● **YOUR ASSIGNMENT**
Looking at the material below, count the lines that contain "impl" and answer with the count only.

● **INPUT DATA**
***

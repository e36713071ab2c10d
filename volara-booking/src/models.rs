use chrono::{DateTime, Duration, NaiveDate, Utc};
use serde::{Deserialize, Serialize};
use uuid::Uuid;
use volara_shared::{CabinClass, Leg, ReservationState, TripType};

/// Hours a reservation stays payable before it is considered expired.
pub const RESERVATION_TTL_HOURS: i64 = 24;

/// The top-level booking entity. Owns its travelers and, transitively,
/// their segments.
#[derive(Debug, Clone, Serialize, Deserialize)]
pub struct Reservation {
    pub id: Uuid,
    pub code: String,
    pub user_id: Uuid,
    pub class: CabinClass,
    pub trip_type: TripType,
    pub state: ReservationState,
    pub traveler_count: u32,
    pub total: i64,
    pub outbound_flight_id: Uuid,
    pub return_flight_id: Option<Uuid>,
    pub created_at: DateTime<Utc>,
    pub expires_at: DateTime<Utc>,
}

impl Reservation {
    pub fn new(
        code: String,
        user_id: Uuid,
        class: CabinClass,
        trip_type: TripType,
        traveler_count: u32,
        total: i64,
        outbound_flight_id: Uuid,
        return_flight_id: Option<Uuid>,
        now: DateTime<Utc>,
    ) -> Self {
        Self {
            id: Uuid::new_v4(),
            code,
            user_id,
            class,
            trip_type,
            state: ReservationState::Active,
            traveler_count,
            total,
            outbound_flight_id,
            return_flight_id,
            created_at: now,
            expires_at: now + Duration::hours(RESERVATION_TTL_HOURS),
        }
    }

    /// Deadline check only; the state transition is the sweep worker's job.
    pub fn is_expired(&self, now: DateTime<Utc>) -> bool {
        self.state == ReservationState::Active && self.expires_at <= now
    }

    /// Flights this reservation touches, outbound first.
    pub fn flight_ids(&self) -> Vec<Uuid> {
        let mut ids = vec![self.outbound_flight_id];
        if let Some(ret) = self.return_flight_id {
            ids.push(ret);
        }
        ids
    }
}

/// A person included in a reservation.
#[derive(Debug, Clone, Serialize, Deserialize)]
pub struct Traveler {
    pub id: Uuid,
    pub reservation_id: Option<Uuid>,
    pub user_id: Uuid,
    pub document_id: String,
    pub first_name: String,
    pub last_name: String,
    pub birth_date: NaiveDate,
    pub gender: Option<String>,
    pub email: Option<String>,
    pub phone: Option<String>,
}

impl Traveler {
    /// Normalized identity key for the duplicate-booking guard: trimmed
    /// document id, case-folded names.
    pub fn identity_key(&self) -> (String, String, String) {
        (
            self.document_id.trim().to_string(),
            self.first_name.trim().to_lowercase(),
            self.last_name.trim().to_lowercase(),
        )
    }
}

/// One traveler's seat assignment on one flight leg. Created at booking
/// time; its seat reference only changes through the guarded seat-change path.
#[derive(Debug, Clone, Serialize, Deserialize)]
pub struct Segment {
    pub id: Uuid,
    pub reservation_id: Uuid,
    pub traveler_id: Uuid,
    pub flight_id: Uuid,
    pub leg: Leg,
    pub seat_id: Uuid,
}

impl Segment {
    pub fn new(
        reservation_id: Uuid,
        traveler_id: Uuid,
        flight_id: Uuid,
        leg: Leg,
        seat_id: Uuid,
    ) -> Self {
        Self {
            id: Uuid::new_v4(),
            reservation_id,
            traveler_id,
            flight_id,
            leg,
            seat_id,
        }
    }
}

/// A payment event against a reservation. Immutable history once written.
#[derive(Debug, Clone, Serialize, Deserialize)]
pub struct Purchase {
    pub id: Uuid,
    pub reservation_id: Uuid,
    pub card_id: Option<Uuid>,
    pub total: i64,
    pub purchased_at: DateTime<Utc>,
}

/// A purchased seat assignment for one traveler on one flight.
#[derive(Debug, Clone, Serialize, Deserialize)]
pub struct Ticket {
    pub id: Uuid,
    pub purchase_id: Uuid,
    pub traveler_id: Uuid,
    pub flight_id: Uuid,
    pub seat_id: Uuid,
    pub checked_in: bool,
}

impl Ticket {
    pub fn new(purchase_id: Uuid, segment: &Segment) -> Self {
        Self {
            id: Uuid::new_v4(),
            purchase_id,
            traveler_id: segment.traveler_id,
            flight_id: segment.flight_id,
            seat_id: segment.seat_id,
            checked_in: false,
        }
    }
}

***

● **EXERCISE SOLUTION**
4